Opinion
January 30, 1986
Appeal from the Family Court of Greene County (Battisti, Jr., J.).
Petitioner filed a support petition dated September 21, 1984. Contending that he is not the father of the child named in the support petition, respondent requested an order for blood grouping tests. Family Court denied the request and an order of support was thereafter entered. Respondent appeals by permission.
Pursuant to Family Court Act § 418, blood grouping tests may be ordered in a support proceeding at the discretion of Family Court (see, Matter of Department of Social Servs. v Thomas J.S., 100 A.D.2d 119, 126, appeal dismissed 63 N.Y.2d 675). We find the record insufficiently developed to provide an adequate basis for Family Court to exercise its discretion.
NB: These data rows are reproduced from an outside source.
//! Polled SPI master for a single slave on a dedicated chip-select line.
//!
//! Each call exchanges one byte: select the slave, write the data register,
//! busy-wait on the completion flag, release the slave. A peripheral that
//! stops reporting completion is reset a bounded number of times before the
//! exchange fails with [`Error::Timeout`], so a call never blocks for longer
//! than [`RetryPolicy::worst_case_polls`] flag reads.
//!
//! ```ignore
//! unsafe { stm32_spi::init_pins() };
//! let regs = unsafe { stm32_spi::Spi1Registers::steal() };
//! let cs = unsafe { stm32_spi::ChipSelect::steal() };
//! let mut spi = SpiMaster::new(regs, cs, Config::default());
//! spi.init();
//! spi.send(0x42)?;
//! let reply = spi.receive()?;
//! ```

#![cfg_attr(not(test), no_std)]

pub mod config;
mod error;
mod master;
pub mod poll;
pub mod regs;
pub mod stm32_spi;

#[cfg(test)]
mod sim;

pub use config::{BaudDivisor, Config, RetryPolicy};
pub use error::Error;
pub use master::SpiMaster;
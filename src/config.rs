//! Command line configuration.

use anyhow::{Result, bail};
use clap::Parser;
use std::path::PathBuf;

/// Command line configuration for mdlink.
#[derive(Debug, Clone, Parser)]
#[command(name = "mdlink", version, about, long_about = None)]
pub struct Config {
    /// Markdown document to edit (omit to print the link to stdout)
    pub file: Option<PathBuf>,

    /// Link display text (prompted for when omitted)
    #[arg(short, long)]
    pub text: Option<String>,

    /// Link URL (prompted for when omitted)
    #[arg(short, long)]
    pub url: Option<String>,

    /// Cursor position to insert at, as LINE or LINE:COLUMN
    /// (defaults to appending at the end of the document)
    #[arg(long, value_name = "LINE[:COL]")]
    pub at: Option<String>,
}

impl Config {
    /// Parses configuration from command line arguments.
    pub fn parse() -> Self {
        <Self as Parser>::parse()
    }

    /// Validates configuration.
    ///
    /// # Errors
    ///
    /// Returns error if the target document does not exist, or if a
    /// cursor position is given without a document to edit.
    pub fn validate(&self) -> Result<()> {
        if let Some(file) = &self.file {
            if !file.exists() {
                bail!("Document does not exist: {}", file.display());
            }
        }

        if self.at.is_some() && self.file.is_none() {
            bail!("--at requires a document to edit");
        }

        Ok(())
    }
}
//! Markdown document buffer with positional insertion.
//!
//! Owns the text being edited as a plain string and resolves cursor
//! positions to byte offsets. The caller drives the edit lifecycle
//! explicitly: load, insert or append, save.

use anyhow::{Context, Result, bail};
use std::fs;
use std::path::{Path, PathBuf};

/// Cursor position inside a document.
///
/// Lines are 1-based as editors display them; the column is a 0-based
/// byte offset within the line. Columns past the end of the line clamp
/// to the line end rather than erroring, matching how editors treat a
/// cursor beyond the last character.
#[derive(Debug, Clone, Copy, PartialEq, Eq)]
pub struct Position {
    /// Line number, 1-based
    pub line: usize,
    /// Byte column within the line, 0-based
    pub column: usize,
}

impl Position {
    /// Parses a position from `LINE` or `LINE:COLUMN` notation.
    ///
    /// # Arguments
    ///
    /// * `raw`: Position argument, e.g. `"12"` or `"12:4"`
    ///
    /// # Errors
    ///
    /// Returns error if either component is not a number or line is 0
    pub fn parse(raw: &str) -> Result<Self> {
        let (line, column) = match raw.split_once(':') {
            Some((line, column)) => (line, Some(column)),
            None => (raw, None),
        };

        let line: usize = line
            .trim()
            .parse()
            .with_context(|| format!("Invalid line number: {line:?}"))?;

        if line == 0 {
            bail!("Line numbers start at 1");
        }

        let column: usize = match column {
            Some(column) => column
                .trim()
                .parse()
                .with_context(|| format!("Invalid column number: {column:?}"))?,
            None => 0,
        };

        Ok(Self { line, column })
    }
}

/// Markdown document being edited.
pub struct Document {
    path: Option<PathBuf>,
    content: String,
}

impl Document {
    /// Loads document content from file.
    ///
    /// # Arguments
    ///
    /// * `path`: Markdown file to edit
    ///
    /// # Errors
    ///
    /// Returns error if the file cannot be read or is not valid UTF-8
    pub fn load(path: impl AsRef<Path>) -> Result<Self> {
        let path = path.as_ref();
        let content = fs::read_to_string(path)
            .with_context(|| format!("Failed to read document: {}", path.display()))?;

        Ok(Self {
            path: Some(path.to_path_buf()),
            content,
        })
    }

    /// Creates an in-memory document without a backing file.
    ///
    /// # Arguments
    ///
    /// * `content`: Initial document text
    pub fn from_content(content: impl Into<String>) -> Self {
        Self {
            path: None,
            content: content.into(),
        }
    }

    /// Returns current document text.
    pub fn content(&self) -> &str {
        &self.content
    }

    /// Inserts text at a cursor position.
    ///
    /// The column clamps to the end of the line, and is nudged back to
    /// the nearest character boundary when it lands inside a multi-byte
    /// character, so insertion never splits a character.
    ///
    /// # Arguments
    ///
    /// * `position`: Cursor position to insert at
    /// * `text`: Text to splice into the document
    ///
    /// # Errors
    ///
    /// Returns error if the line is past the end of the document
    pub fn insert(&mut self, position: Position, text: &str) -> Result<()> {
        let offset = self.offset_of(position)?;
        self.content.insert_str(offset, text);
        Ok(())
    }

    /// Appends text as a new line at the end of the document.
    ///
    /// Inserts a separating newline when the document does not already
    /// end with one, and terminates the appended line.
    ///
    /// # Arguments
    ///
    /// * `text`: Text to append
    pub fn append(&mut self, text: &str) {
        if !self.content.is_empty() && !self.content.ends_with('\n') {
            self.content.push('\n');
        }
        self.content.push_str(text);
        self.content.push('\n');
    }

    /// Writes document content back to its source file.
    ///
    /// # Errors
    ///
    /// Returns error if the document has no backing file or the write fails
    pub fn save(&self) -> Result<()> {
        let Some(path) = &self.path else {
            bail!("Document has no backing file to save to");
        };

        fs::write(path, &self.content)
            .with_context(|| format!("Failed to write document: {}", path.display()))
    }

    /// Resolves a cursor position to a byte offset into the content.
    fn offset_of(&self, position: Position) -> Result<usize> {
        let mut line_start = 0;
        let mut current_line = 1;

        loop {
            let line_end = self.content[line_start..]
                .find('\n')
                .map(|i| line_start + i)
                .unwrap_or(self.content.len());

            if current_line == position.line {
                let line_len = line_end - line_start;
                let mut offset = line_start + position.column.min(line_len);

                // Clamp to character boundary: byte columns may land
                // inside a multi-byte character
                while !self.content.is_char_boundary(offset) {
                    offset -= 1;
                }

                return Ok(offset);
            }

            if line_end == self.content.len() {
                bail!(
                    "Line {} is past the end of the document ({} lines)",
                    position.line,
                    current_line
                );
            }

            line_start = line_end + 1;
            current_line += 1;
        }
    }
}
//! URL normalization for external links.
//!
//! Normalization parses the raw URL, removes tracking query parameters
//! for known hosts, re-serializes, and strips a single trailing slash.
//! Strings that do not parse as URLs pass through unchanged so that a
//! typo never blocks insertion.

use url::Url;

/// Host whose query string is cleared entirely to drop share-tracking
/// parameters. Matched exactly: subdomains such as `www.twitter.com`
/// are left alone.
const TRACKED_HOST: &str = "twitter.com";

/// Normalizes a raw URL string for embedding in a markdown link.
///
/// Processing steps:
/// 1. Parse with the WHATWG URL parser.
/// 2. On parse failure, return the raw string unchanged.
/// 3. If the host is exactly `twitter.com`, clear the query string.
/// 4. Re-serialize to canonical form.
/// 5. Strip exactly one trailing `/`, if present.
///
/// Never fails and never panics; callers wanting to report unparseable
/// input separately can check [`is_well_formed`] first.
///
/// # Arguments
///
/// * `raw`: URL string as typed, not guaranteed to be parseable
///
/// # Returns
///
/// Normalized URL string, or `raw` unchanged when it does not parse
pub fn normalize_url(raw: &str) -> String {
    let Ok(mut url) = Url::parse(raw) else {
        return raw.to_string();
    };

    if url.host_str() == Some(TRACKED_HOST) {
        url.set_query(None);
    }

    let serialized = url.to_string();
    match serialized.strip_suffix('/') {
        Some(stripped) => stripped.to_string(),
        None => serialized,
    }
}

/// Returns true when the string parses as an absolute URL.
///
/// Used by callers that insert unparseable URLs as typed but want to
/// note the fallback on a diagnostic channel.
///
/// # Arguments
///
/// * `raw`: URL string to check
pub fn is_well_formed(raw: &str) -> bool {
    Url::parse(raw).is_ok()
}
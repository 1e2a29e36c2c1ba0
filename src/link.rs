//! Link formatting for external markdown references.

use crate::normalize::normalize_url;

/// Raw user-supplied link fields.
///
/// Both fields are untrusted: either may be empty, all-whitespace, or
/// contain markdown-significant characters. Validation happens in
/// [`format_link`], not at construction.
#[derive(Debug, Clone, PartialEq, Eq)]
pub struct LinkRequest {
    /// Display text for the link
    pub text: String,
    /// Target URL, not guaranteed to be parseable
    pub url: String,
}

/// Returns true when string contains no non-whitespace character.
///
/// Empty strings, all-spaces, and all-tabs/newlines all count as blank.
/// This is the sole validity gate for link fields: no length limits and
/// no character-set restrictions beyond one non-whitespace character.
///
/// # Arguments
///
/// * `s`: String to inspect
pub fn is_blank(s: &str) -> bool {
    s.trim().is_empty()
}

/// Formats a link request into markdown, or signals that nothing should
/// be inserted.
///
/// Returns `None` when either field is blank; a blank submission is
/// treated as a cancelled dialog rather than an error, so no message
/// is surfaced. Otherwise the URL is normalized (tracking-parameter
/// and trailing-slash removal, see [`normalize_url`]) and the result
/// is `[text](url)`.
///
/// The display text is inserted verbatim. Markdown-significant
/// characters such as `]` or `)` are not escaped, so pathological
/// text produces malformed markdown; matching that long-standing
/// behavior is preferred over changing observable output.
///
/// # Arguments
///
/// * `request`: Raw text and URL fields as typed by the user
///
/// # Returns
///
/// Ready-to-insert markdown link, or `None` when no insertion should occur
pub fn format_link(request: &LinkRequest) -> Option<String> {
    if is_blank(&request.text) || is_blank(&request.url) {
        return None;
    }

    Some(format!(
        "[{}]({})",
        request.text,
        normalize_url(&request.url)
    ))
}
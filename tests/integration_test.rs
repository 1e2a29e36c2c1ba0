//! Integration tests for the format-and-insert workflow.
//!
//! Exercises the library pipeline the binary drives: build a request,
//! format it, and splice the result into a document on disk.

use anyhow::Result;
use mdlink::{Document, LinkRequest, Position, format_link};
use std::fs;
use std::path::PathBuf;
use tempfile::TempDir;

/// Creates a markdown file with given content in a temp directory.
fn write_note(dir: &TempDir, content: &str) -> Result<PathBuf> {
    let path = dir.path().join("note.md");
    fs::write(&path, content)?;
    Ok(path)
}

#[test]
fn test_format_and_append_to_document() -> Result<()> {
    // Arrange
    let dir = TempDir::new()?;
    let path = write_note(&dir, "# Notes\n")?;
    let request = LinkRequest {
        text: "Example".to_string(),
        url: "https://example.com/".to_string(),
    };

    // Act
    let markdown = format_link(&request).expect("Valid request should format");
    let mut document = Document::load(&path)?;
    document.append(&markdown);
    document.save()?;

    // Assert
    let saved = fs::read_to_string(&path)?;
    assert_eq!(saved, "# Notes\n[Example](https://example.com)\n");
    Ok(())
}

#[test]
fn test_format_and_insert_at_cursor() -> Result<()> {
    // Arrange
    let dir = TempDir::new()?;
    let path = write_note(&dir, "intro\nsee  for details\n")?;
    let request = LinkRequest {
        text: "the docs".to_string(),
        url: "https://example.com/docs/".to_string(),
    };

    // Act
    let markdown = format_link(&request).expect("Valid request should format");
    let mut document = Document::load(&path)?;
    document.insert(Position { line: 2, column: 4 }, &markdown)?;
    document.save()?;

    // Assert
    let saved = fs::read_to_string(&path)?;
    assert_eq!(
        saved, "intro\nsee [the docs](https://example.com/docs) for details\n",
        "Link should land at the cursor with the trailing slash stripped"
    );
    Ok(())
}

#[test]
fn test_blank_request_leaves_document_untouched() -> Result<()> {
    // Arrange
    let dir = TempDir::new()?;
    let path = write_note(&dir, "original content\n")?;
    let request = LinkRequest {
        text: "   ".to_string(),
        url: "https://example.com".to_string(),
    };

    // Act: the host contract is to write nothing on None
    let result = format_link(&request);

    // Assert
    assert_eq!(result, None);
    let saved = fs::read_to_string(&path)?;
    assert_eq!(saved, "original content\n", "No insertion on blank text");
    Ok(())
}

#[test]
fn test_tracking_query_stripped_end_to_end() -> Result<()> {
    // Arrange
    let dir = TempDir::new()?;
    let path = write_note(&dir, "")?;
    let request = LinkRequest {
        text: "Tweet".to_string(),
        url: "https://twitter.com/user/status/123?s=20&t=abc".to_string(),
    };

    // Act
    let markdown = format_link(&request).expect("Valid request should format");
    let mut document = Document::load(&path)?;
    document.append(&markdown);
    document.save()?;

    // Assert
    let saved = fs::read_to_string(&path)?;
    assert_eq!(saved, "[Tweet](https://twitter.com/user/status/123)\n");
    Ok(())
}

#[test]
fn test_malformed_url_inserted_as_typed() -> Result<()> {
    // Arrange
    let dir = TempDir::new()?;
    let path = write_note(&dir, "")?;
    let request = LinkRequest {
        text: "Broken".to_string(),
        url: "not a url".to_string(),
    };

    // Act
    let markdown = format_link(&request).expect("Malformed URL must not drop the insertion");
    let mut document = Document::load(&path)?;
    document.append(&markdown);
    document.save()?;

    // Assert
    let saved = fs::read_to_string(&path)?;
    assert_eq!(saved, "[Broken](not a url)\n");
    Ok(())
}
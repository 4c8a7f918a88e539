// Copyright 2025 eraflo
//
// Licensed under the Apache License, Version 2.0 (the "License");
// you may not use this file except in compliance with the License.
// You may obtain a copy of the License at
//
//     http://www.apache.org/licenses/LICENSE-2.0
//
// Unless required by applicable law or agreed to in writing, software
// distributed under the License is distributed on an "AS IS" BASIS,
// WITHOUT WARRANTIES OR CONDITIONS OF ANY KIND, either express or implied.
// See the License for the specific language governing permissions and
// limitations under the License.

//! # Lapwatch Telemetry
//!
//! Timing adapters built on `lapwatch-core`: scope guards, call wrappers,
//! recursion-aware timers, an in-memory duration store, a `log` reporter,
//! JSON timer configuration and the service tying them together.

#![warn(missing_docs)]

pub mod adapters;
pub mod config;
pub mod logging;
pub mod reporting;
pub mod service;
pub mod storage;
pub mod utils;

pub use adapters::{RecursionGuard, RecursiveTimer, TimedFn};
pub use config::{LevelConfig, ReporterConfig, TimerConfig, TimersConfig};
pub use reporting::LogReporter;
pub use service::TimingService;
pub use storage::InMemoryDurationStore;
pub use utils::{time_fallible, time_scope, ScopedTimer};
// Copyright 2025 eraflo
//
// Licensed under the Apache License, Version 2.0 (the "License");
// you may not use this file except in compliance with the License.
// You may obtain a copy of the License at
//
//     http://www.apache.org/licenses/LICENSE-2.0
//
// Unless required by applicable law or agreed to in writing, software
// distributed under the License is distributed on an "AS IS" BASIS,
// WITHOUT WARRANTIES OR CONDITIONS OF ANY KIND, either express or implied.
// See the License for the specific language governing permissions and
// limitations under the License.

//! JSON configuration for named timers.
//!
//! ```json
//! {
//!   "timers": {
//!     "sort": { "repeat_count": 5, "format": "sorted in {:0.4f} s" },
//!     "fib": { "reporter": { "kind": "log", "level": "debug" } },
//!     "quiet": { "reporter": { "kind": "none" } }
//!   }
//! }
//! ```

use crate::reporting::LogReporter;
use anyhow::Context;
use lapwatch_core::timing::{Reporter, StdoutReporter, StopwatchBuilder, DEFAULT_TEMPLATE};
use serde::{Deserialize, Serialize};
use std::collections::HashMap;
use std::path::Path;

/// Log levels accepted in configuration files.
#[derive(Debug, Clone, Copy, PartialEq, Eq, Default, Serialize, Deserialize)]
#[serde(rename_all = "lowercase")]
pub enum LevelConfig {
    /// `log::Level::Error`
    Error,
    /// `log::Level::Warn`
    Warn,
    /// `log::Level::Info`
    #[default]
    Info,
    /// `log::Level::Debug`
    Debug,
    /// `log::Level::Trace`
    Trace,
}

impl From<LevelConfig> for log::Level {
    fn from(level: LevelConfig) -> Self {
        match level {
            LevelConfig::Error => log::Level::Error,
            LevelConfig::Warn => log::Level::Warn,
            LevelConfig::Info => log::Level::Info,
            LevelConfig::Debug => log::Level::Debug,
            LevelConfig::Trace => log::Level::Trace,
        }
    }
}

/// Where a configured timer sends its reports.
#[derive(Debug, Clone, PartialEq, Eq, Default, Serialize, Deserialize)]
#[serde(tag = "kind", rename_all = "lowercase")]
pub enum ReporterConfig {
    /// Print to standard output.
    #[default]
    Stdout,
    /// Emit a log record.
    Log {
        /// Level of the record.
        #[serde(default)]
        level: LevelConfig,
        /// Target of the record, `lapwatch` when absent.
        #[serde(default)]
        target: Option<String>,
    },
    /// Do not report.
    None,
}

impl ReporterConfig {
    /// Creates the configured reporter, `None` when reporting is disabled.
    pub fn build(&self) -> Option<Box<dyn Reporter>> {
        match self {
            ReporterConfig::Stdout => Some(Box::new(StdoutReporter)),
            ReporterConfig::Log { level, target } => {
                let mut reporter = LogReporter::new((*level).into());
                if let Some(target) = target {
                    reporter = reporter.with_target(target.clone());
                }
                Some(Box::new(reporter))
            }
            ReporterConfig::None => None,
        }
    }
}

/// Configuration for a single timer
#[derive(Debug, Clone, PartialEq, Eq, Serialize, Deserialize)]
#[serde(default)]
pub struct TimerConfig {
    /// Label keying the named aggregate. Defaults to the timer's name when
    /// built through a `TimingService`.
    pub label: Option<String>,
    /// Template for reported durations
    pub format: String,
    /// Reporting sink
    pub reporter: ReporterConfig,
    /// Trials per reporting window
    pub repeat_count: usize,
}

impl Default for TimerConfig {
    fn default() -> Self {
        Self {
            label: None,
            format: DEFAULT_TEMPLATE.to_string(),
            reporter: ReporterConfig::default(),
            repeat_count: 1,
        }
    }
}

impl TimerConfig {
    /// A stopwatch builder carrying this configuration.
    ///
    /// Format and repeat count are validated by the builder's `build`.
    pub fn builder(&self) -> StopwatchBuilder {
        let mut builder = StopwatchBuilder::new()
            .format(self.format.clone())
            .repeat_count(self.repeat_count)
            .boxed_reporter(self.reporter.build());
        if let Some(label) = &self.label {
            builder = builder.label(label.clone());
        }
        builder
    }
}

/// Complete timers configuration
#[derive(Debug, Clone, Default, PartialEq, Eq, Serialize, Deserialize)]
pub struct TimersConfig {
    /// Map of timer name to configuration
    #[serde(default)]
    pub timers: HashMap<String, TimerConfig>,
}

impl TimersConfig {
    /// Load timers configuration from JSON string
    pub fn from_json(json: &str) -> Result<Self, serde_json::Error> {
        serde_json::from_str(json)
    }

    /// Load timers configuration from JSON file
    pub fn from_file(path: impl AsRef<Path>) -> anyhow::Result<Self> {
        let path = path.as_ref();
        let content = std::fs::read_to_string(path)
            .with_context(|| format!("failed to read timers config {}", path.display()))?;
        Self::from_json(&content)
            .with_context(|| format!("failed to parse timers config {}", path.display()))
    }

    /// Save timers configuration to JSON file
    pub fn to_file(&self, path: impl AsRef<Path>) -> anyhow::Result<()> {
        let path = path.as_ref();
        let json = serde_json::to_string_pretty(self)?;
        std::fs::write(path, json)
            .with_context(|| format!("failed to write timers config {}", path.display()))?;
        Ok(())
    }

    /// Adds or replaces the configuration of `name`.
    pub fn insert(&mut self, name: impl Into<String>, config: TimerConfig) -> &mut Self {
        self.timers.insert(name.into(), config);
        self
    }

    /// Configuration of `name`, if any.
    pub fn get(&self, name: &str) -> Option<&TimerConfig> {
        self.timers.get(name)
    }
}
The child was born February 8, 1970, and the birth certificate lists the parties as the natural parents. The parties were married seven days later, on February 15, 1970. The marriage was annulled in October 1972 by a judgment which awarded petitioner custody of "the infant child of the parties hereto". Petitioner commenced a support proceeding in 1984 and respondent sought and obtained an order for blood grouping tests. The proceeding was dismissed as a result of petitioner's failure to comply with the order.
Family Court denied respondent's application for blood grouping tests in this subsequent support proceeding on the grounds that respondent was collaterally estopped from contesting paternity by the judgment of annulment and that an order directing blood tests at this time, 15 years after the child's birth, would violate public policy and work irreparable harm on the child. As to the collateral estoppel issue, it does not appear that a finding as to respondent's paternity was necessary in determining the award of custody. To be contrasted are those cases where the prior order or judgment contains an award of support against the parent who thereafter raises the issue of paternity (see, Jeanne M. v Richard G., 96 A.D.2d 549, appeal dismissed 61 N.Y.2d 637; Matter of Sandra I v Harold I, 54 A.D.2d 1040). Turning to the second ground for Family Court's decision, the record contains no proof as to whether respondent, during the 15-year period since the child's birth, engaged in any conduct inconsistent with his current claim that he is not the father; nor is there any proof concerning the child or the potential impact on her emotional well-being. In these circumstances, we think the appropriate remedy is to remit the matter to Family Court for further development of the record for the purpose of establishing an adequate factual basis for the exercise of its discretion.
Decision withheld, and matter remitted to the Family Court of Greene County for further proceedings not inconsistent herewith. Mahoney, P.J., Kane, Casey, Weiss and Harvey, JJ., concur.